CN109243529B

CN109243529B - Horizontal transfer gene identification method based on locality sensitive hashing

Info

Publication number: CN109243529B
Application number: CN201810988512.1A
Authority: CN
Inventors: 江育娥; 魏静; 林劼
Original assignee: Fujian Normal University
Current assignee: Fujian Normal University
Priority date: 2018-08-28
Filing date: 2018-08-28
Publication date: 2021-09-07
Anticipated expiration: 2038-08-28
Also published as: CN109243529A

Abstract

The invention discloses a horizontal transfer gene identification method based on locality sensitive hashing, which comprises the following steps: step 1, cutting the whole genome data into N fragments with the same bp number according to a set step length; step 2, performing K-word processing on each segment; step 3, counting word frequency of K-words in each segment and carrying out standardization processing; step 4, constructing m hash function families, and calculating m hash values of each segment; step 5, dividing m hash values of each gene segment into lines, comparing the hash values in the lines of the segment with the hash values in the lines of the whole genome, and considering that the segment is similar to the whole genome when all the hash values in at least one line are equal; otherwise, predicting the occurrence of horizontal gene transfer; and 6, calculating the Euclidean distance between the candidate fragments in the similar set and the m hash values of the whole genome, and if the Euclidean distance is larger than a set threshold value, generating horizontal gene transfer.

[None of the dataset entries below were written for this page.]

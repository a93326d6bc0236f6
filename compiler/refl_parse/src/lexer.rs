//! Logos-based C++ tokenizer.
//!
//! Comments and whitespace are skipped. Keywords are not distinguished from
//! identifiers here; the parser matches them by text.

use std::fmt;

use logos::Logos;
use refl_ir::{SourceLocation, Span};

/// Raw token from logos.
#[derive(Logos, Debug, Clone, Copy, PartialEq, Eq)]
#[logos(skip r"[ \t\r\n\f\v]+")]
#[logos(skip r"//[^\n]*")]
enum RawToken {
    #[token("/*", block_comment)]
    BlockComment,

    #[regex(r"[A-Za-z_$][A-Za-z0-9_$]*")]
    Ident,

    #[regex(r"(0[xX][0-9a-fA-F']+|0[bB][01']+|[0-9][0-9']*)[uUlLzZ]*")]
    Int,

    #[regex(r"([0-9][0-9']*\.[0-9']*|\.[0-9][0-9']*)([eE][+-]?[0-9]+)?[fFlL]?")]
    #[regex(r"[0-9][0-9']*[eE][+-]?[0-9]+[fFlL]?")]
    Float,

    #[regex(r#"(u8|u|U|L)?"([^"\\\n]|\\.)*""#)]
    Str,

    #[regex(r"(u8|u|U|L)?'([^'\\\n]|\\.)+'")]
    Char,

    #[token("::")]
    ColonColon,
    #[token("->")]
    Arrow,
    #[token("...")]
    Ellipsis,
    #[token("&&")]
    AmpAmp,
    #[token("||")]
    PipePipe,
    #[token("<<")]
    Shl,
    #[token(">>")]
    Shr,
    #[token("==")]
    EqEq,
    #[token("!=")]
    NotEq,
    #[token("<=")]
    LtEq,
    #[token(">=")]
    GtEq,
    #[token("++")]
    PlusPlus,
    #[token("--")]
    MinusMinus,
    #[token("+=")]
    #[token("-=")]
    #[token("*=")]
    #[token("/=")]
    #[token("%=")]
    #[token("&=")]
    #[token("|=")]
    #[token("^=")]
    #[token("<<=")]
    #[token(">>=")]
    AssignOp,
    #[token("<")]
    Lt,
    #[token(">")]
    Gt,
    #[token("=")]
    Eq,
    #[token("+")]
    Plus,
    #[token("-")]
    Minus,
    #[token("*")]
    Star,
    #[token("/")]
    Slash,
    #[token("%")]
    Percent,
    #[token("!")]
    Bang,
    #[token("~")]
    Tilde,
    #[token("&")]
    Amp,
    #[token("|")]
    Pipe,
    #[token("^")]
    Caret,
    #[token("?")]
    Question,
    #[token(":")]
    Colon,
    #[token(";")]
    Semi,
    #[token(",")]
    Comma,
    #[token(".")]
    Dot,
    #[token("(")]
    LParen,
    #[token(")")]
    RParen,
    #[token("{")]
    LBrace,
    #[token("}")]
    RBrace,
    #[token("[")]
    LBracket,
    #[token("]")]
    RBracket,
    #[token("#")]
    Hash,
    #[token("##")]
    HashHash,
}

/// Skip to the closing `*/`; an unterminated comment is an error.
fn block_comment(lex: &mut logos::Lexer<'_, RawToken>) -> logos::FilterResult<(), ()> {
    match lex.remainder().find("*/") {
        Some(end) => {
            lex.bump(end + 2);
            logos::FilterResult::Skip
        }
        None => {
            lex.bump(lex.remainder().len());
            logos::FilterResult::Error(())
        }
    }
}

/// Token classification.
#[derive(Copy, Clone, Debug, PartialEq, Eq, Hash)]
pub enum TokenKind {
    Ident,
    Int,
    Float,
    Str,
    Char,
    ColonColon,
    Arrow,
    Ellipsis,
    AmpAmp,
    PipePipe,
    Shl,
    Shr,
    EqEq,
    NotEq,
    LtEq,
    GtEq,
    PlusPlus,
    MinusMinus,
    AssignOp,
    Lt,
    Gt,
    Eq,
    Plus,
    Minus,
    Star,
    Slash,
    Percent,
    Bang,
    Tilde,
    Amp,
    Pipe,
    Caret,
    Question,
    Colon,
    Semi,
    Comma,
    Dot,
    LParen,
    RParen,
    LBrace,
    RBrace,
    LBracket,
    RBracket,
    Hash,
    HashHash,
    /// Character sequence no rule matches.
    Unknown,
    Eof,
}

impl From<RawToken> for TokenKind {
    fn from(raw: RawToken) -> Self {
        match raw {
            // Always skipped or reported by its callback
            RawToken::BlockComment => TokenKind::Unknown,
            RawToken::Ident => TokenKind::Ident,
            RawToken::Int => TokenKind::Int,
            RawToken::Float => TokenKind::Float,
            RawToken::Str => TokenKind::Str,
            RawToken::Char => TokenKind::Char,
            RawToken::ColonColon => TokenKind::ColonColon,
            RawToken::Arrow => TokenKind::Arrow,
            RawToken::Ellipsis => TokenKind::Ellipsis,
            RawToken::AmpAmp => TokenKind::AmpAmp,
            RawToken::PipePipe => TokenKind::PipePipe,
            RawToken::Shl => TokenKind::Shl,
            RawToken::Shr => TokenKind::Shr,
            RawToken::EqEq => TokenKind::EqEq,
            RawToken::NotEq => TokenKind::NotEq,
            RawToken::LtEq => TokenKind::LtEq,
            RawToken::GtEq => TokenKind::GtEq,
            RawToken::PlusPlus => TokenKind::PlusPlus,
            RawToken::MinusMinus => TokenKind::MinusMinus,
            RawToken::AssignOp => TokenKind::AssignOp,
            RawToken::Lt => TokenKind::Lt,
            RawToken::Gt => TokenKind::Gt,
            RawToken::Eq => TokenKind::Eq,
            RawToken::Plus => TokenKind::Plus,
            RawToken::Minus => TokenKind::Minus,
            RawToken::Star => TokenKind::Star,
            RawToken::Slash => TokenKind::Slash,
            RawToken::Percent => TokenKind::Percent,
            RawToken::Bang => TokenKind::Bang,
            RawToken::Tilde => TokenKind::Tilde,
            RawToken::Amp => TokenKind::Amp,
            RawToken::Pipe => TokenKind::Pipe,
            RawToken::Caret => TokenKind::Caret,
            RawToken::Question => TokenKind::Question,
            RawToken::Colon => TokenKind::Colon,
            RawToken::Semi => TokenKind::Semi,
            RawToken::Comma => TokenKind::Comma,
            RawToken::Dot => TokenKind::Dot,
            RawToken::LParen => TokenKind::LParen,
            RawToken::RParen => TokenKind::RParen,
            RawToken::LBrace => TokenKind::LBrace,
            RawToken::RBrace => TokenKind::RBrace,
            RawToken::LBracket => TokenKind::LBracket,
            RawToken::RBracket => TokenKind::RBracket,
            RawToken::Hash => TokenKind::Hash,
            RawToken::HashHash => TokenKind::HashHash,
        }
    }
}

/// A lexed token with its own text.
///
/// Tokens produced by macro expansion carry the span of the macro use, so
/// their text cannot be sliced back out of the file.
#[derive(Clone, PartialEq, Eq)]
pub struct Token {
    pub kind: TokenKind,
    pub text: Box<str>,
    pub span: Span,
    /// Whitespace (or a comment) separated this token from the previous one.
    pub space_before: bool,
}

impl Token {
    /// End-of-input marker at `offset`.
    pub fn eof(offset: u32) -> Self {
        Token {
            kind: TokenKind::Eof,
            text: Box::from(""),
            span: Span::new(offset, offset),
            space_before: false,
        }
    }

    /// Identifier (or keyword) with exactly this spelling.
    #[inline]
    pub fn is_ident(&self, text: &str) -> bool {
        self.kind == TokenKind::Ident && &*self.text == text
    }
}

impl fmt::Debug for Token {
    fn fmt(&self, f: &mut fmt::Formatter<'_>) -> fmt::Result {
        write!(f, "{:?}({:?}) @ {:?}", self.kind, self.text, self.span)
    }
}

/// Literal the lexer could not close.
#[derive(Copy, Clone, Debug, PartialEq, Eq)]
pub struct LexError {
    pub offset: u32,
    pub what: &'static str,
}

/// Tokenize `source`, offsetting spans by `base`.
///
/// No end-of-input token is appended.
pub fn tokenize(source: &str, base: u32) -> Result<Vec<Token>, LexError> {
    let mut tokens = Vec::new();
    let mut lexer = RawToken::lexer(source);
    let mut prev_end = 0usize;

    while let Some(result) = lexer.next() {
        let range = lexer.span();
        let slice = lexer.slice();
        let space_before = range.start > prev_end;
        let kind = match result {
            Ok(raw) => TokenKind::from(raw),
            Err(()) => {
                let offset = base.saturating_add(u32::try_from(range.start).unwrap_or(u32::MAX));
                if slice.starts_with('"') || slice.ends_with('"') {
                    return Err(LexError {
                        offset,
                        what: "string",
                    });
                }
                if slice.starts_with("/*") {
                    return Err(LexError {
                        offset,
                        what: "comment",
                    });
                }
                if slice.starts_with('\'') {
                    return Err(LexError {
                        offset,
                        what: "character",
                    });
                }
                TokenKind::Unknown
            }
        };
        let span = Span::from_range(range.start..range.end);
        tokens.push(Token {
            kind,
            text: Box::from(slice),
            span: Span::new(
                span.start.saturating_add(base),
                span.end.saturating_add(base),
            ),
            space_before,
        });
        prev_end = range.end;
    }

    Ok(tokens)
}

/// Rebuild source text from tokens, keeping single spaces where the
/// original had whitespace.
pub fn spell(tokens: &[Token]) -> String {
    let mut out = String::new();
    for (i, token) in tokens.iter().enumerate() {
        if i > 0 && token.space_before {
            out.push(' ');
        }
        out.push_str(&token.text);
    }
    out
}

/// Contents of a string literal token with escapes processed.
///
/// Encoding prefixes (`u8`, `u`, `U`, `L`) are dropped.
pub fn unquote(literal: &str) -> String {
    let body = literal
        .find('"')
        .and_then(|start| literal.get(start + 1..literal.len().saturating_sub(1)))
        .unwrap_or("");
    let mut result = String::with_capacity(body.len());
    let mut chars = body.chars();

    while let Some(c) = chars.next() {
        if c == '\\' {
            match chars.next() {
                Some('n') => result.push('\n'),
                Some('r') => result.push('\r'),
                Some('t') => result.push('\t'),
                Some('0') => result.push('\0'),
                Some(c @ ('\\' | '"' | '\'' | '?')) => result.push(c),
                Some(c) => {
                    // Unknown escape - keep as-is
                    result.push('\\');
                    result.push(c);
                }
                None => result.push('\\'),
            }
        } else {
            result.push(c);
        }
    }

    result
}

/// Byte offset to line/column mapping for one file.
#[derive(Clone, Debug)]
pub struct LineIndex {
    line_starts: Vec<u32>,
}

impl LineIndex {
    pub fn new(source: &str) -> Self {
        let mut line_starts = vec![0];
        line_starts.extend(
            source
                .match_indices('\n')
                .map(|(i, _)| u32::try_from(i + 1).unwrap_or(u32::MAX)),
        );
        LineIndex { line_starts }
    }

    /// 1-based line and column of a byte offset.
    pub fn line_col(&self, offset: u32) -> (u32, u32) {
        let line = self.line_starts.partition_point(|&start| start <= offset);
        let start = self.line_starts[line.saturating_sub(1)];
        let line = u32::try_from(line).unwrap_or(u32::MAX);
        (line.max(1), offset - start + 1)
    }

    /// Main-file location of a span.
    pub fn location(&self, span: Span) -> SourceLocation {
        let (line, column) = self.line_col(span.start);
        SourceLocation::new(line, column, span)
    }
}

#[cfg(test)]
mod tests;
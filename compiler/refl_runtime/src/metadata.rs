use refl_ir::{AssocSet, Name};

/// Display flags and attributes attached to a reflected type or member.
#[derive(Clone, Debug, Default)]
pub struct DisplayMetadata {
    flags: AssocSet<Name>,
    attributes: Vec<(Name, String)>,
}

impl DisplayMetadata {
    pub fn new() -> Self {
        Self::default()
    }

    pub fn has_flag(&self, flag: Name) -> bool {
        self.flags.contains(&flag)
    }

    pub fn add_flag(&mut self, flag: Name) {
        self.flags.add(flag);
    }

    pub fn attribute(&self, key: Name) -> Option<&str> {
        self.attributes
            .iter()
            .find(|(k, _)| *k == key)
            .map(|(_, value)| value.as_str())
    }

    /// Set an attribute; an existing key keeps its position.
    pub fn set_attribute(&mut self, key: Name, value: impl Into<String>) {
        let value = value.into();
        match self.attributes.iter_mut().find(|(k, _)| *k == key) {
            Some(slot) => slot.1 = value,
            None => self.attributes.push((key, value)),
        }
    }

    pub fn flags(&self) -> impl Iterator<Item = Name> + '_ {
        self.flags.iter().copied()
    }

    pub fn attributes(&self) -> &[(Name, String)] {
        &self.attributes
    }

    pub fn is_empty(&self) -> bool {
        self.flags.is_empty() && self.attributes.is_empty()
    }
}
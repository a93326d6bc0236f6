use super::*;
use pretty_assertions::assert_eq;

fn kinds(source: &str) -> Vec<TokenKind> {
    tokenize(source, 0)
        .unwrap_or_default()
        .into_iter()
        .map(|t| t.kind)
        .collect()
}

#[test]
fn test_lex_declaration() {
    assert_eq!(
        kinds("class Foo : public Bar { int x = 42; };"),
        vec![
            TokenKind::Ident,
            TokenKind::Ident,
            TokenKind::Colon,
            TokenKind::Ident,
            TokenKind::Ident,
            TokenKind::LBrace,
            TokenKind::Ident,
            TokenKind::Ident,
            TokenKind::Eq,
            TokenKind::Int,
            TokenKind::Semi,
            TokenKind::RBrace,
            TokenKind::Semi,
        ]
    );
}

#[test]
fn test_lex_numbers() {
    assert_eq!(
        kinds("0x1F 0b101 1'000 42u 3.5f .5 1e10 2.0"),
        vec![
            TokenKind::Int,
            TokenKind::Int,
            TokenKind::Int,
            TokenKind::Int,
            TokenKind::Float,
            TokenKind::Float,
            TokenKind::Float,
            TokenKind::Float,
        ]
    );
}

#[test]
fn test_lex_skips_comments() {
    let tokens = tokenize("a /* b */ c // d\ne", 0).unwrap_or_default();
    let texts: Vec<_> = tokens.iter().map(|t| &*t.text).collect();
    assert_eq!(texts, vec!["a", "c", "e"]);
}

#[test]
fn test_lex_block_comment_edges() {
    let tokens = tokenize("a /** b **/ c /* x * / y */d", 0).unwrap_or_default();
    let texts: Vec<_> = tokens.iter().map(|t| &*t.text).collect();
    assert_eq!(texts, vec!["a", "c", "d"]);
    // A comment separates tokens like whitespace
    assert!(tokens[2].space_before);

    assert_eq!(
        tokenize("x /* never closed", 0).err(),
        Some(LexError {
            offset: 2,
            what: "comment",
        })
    );
}

#[test]
fn test_lex_punctuation_longest_match() {
    assert_eq!(
        kinds(":: -> ... >> <<= &&"),
        vec![
            TokenKind::ColonColon,
            TokenKind::Arrow,
            TokenKind::Ellipsis,
            TokenKind::Shr,
            TokenKind::AssignOp,
            TokenKind::AmpAmp,
        ]
    );
}

#[test]
fn test_lex_prefixed_literals() {
    let tokens = tokenize(r#"u8"text" L'x' u8"#, 0).unwrap_or_default();
    assert_eq!(tokens[0].kind, TokenKind::Str);
    assert_eq!(tokens[1].kind, TokenKind::Char);
    assert_eq!(tokens[2].kind, TokenKind::Ident);
}

#[test]
fn test_spans_are_offset() {
    let tokens = tokenize("ab cd", 100).unwrap_or_default();
    assert_eq!(tokens[1].span, Span::new(103, 105));
    assert!(tokens[1].space_before);
}

#[test]
fn test_unterminated_string() {
    let err = tokenize("const char* s = \"abc\n;", 10);
    assert_eq!(
        err,
        Err(LexError {
            offset: 26,
            what: "string"
        })
    );
}

#[test]
fn test_unknown_character() {
    assert_eq!(kinds("a @ b")[1], TokenKind::Unknown);
}

#[test]
fn test_spell_keeps_spacing() {
    let tokens = tokenize(r#"DisplayName="Foo", ReadOnly"#, 0).unwrap_or_default();
    assert_eq!(spell(&tokens), r#"DisplayName="Foo", ReadOnly"#);
}

#[test]
fn test_unquote() {
    assert_eq!(unquote(r#""a\"b\\n""#), "a\"b\\n");
    assert_eq!(unquote(r#"u8"x\ty""#), "x\ty");
    assert_eq!(unquote(r#""""#), "");
}

#[test]
fn test_line_index() {
    let index = LineIndex::new("ab\ncd\n\nef");
    assert_eq!(index.line_col(0), (1, 1));
    assert_eq!(index.line_col(1), (1, 2));
    assert_eq!(index.line_col(3), (2, 1));
    assert_eq!(index.line_col(6), (3, 1));
    assert_eq!(index.line_col(8), (4, 2));
    let loc = index.location(Span::new(4, 5));
    assert_eq!((loc.line, loc.column, loc.in_main_file), (2, 2, true));
}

The invention is beneficial to reducing the use resources of the computer and improving the prediction calculation efficiency.

Description

Horizontal transfer gene identification method based on locality sensitive hashing

Technical Field

The invention relates to the field of biological information processing, in particular to a horizontal transfer gene identification method based on locality sensitive hashing.

Background

Horizontal Gene Transfer (HGT) refers to the communication of genetic material between unicellular and/or multicellular organisms in a transverse manner, i.e., the process by which the organism obtains the genetic material from individuals other than the parent, and is an important process in promoting species evolution. Horizontal gene transfer can occur between different species (interspecies-level gene transfer) or between the same species (intraspecies-level gene transfer). It breaks the boundaries of genetic relationships and makes the possibility of gene flow more complex.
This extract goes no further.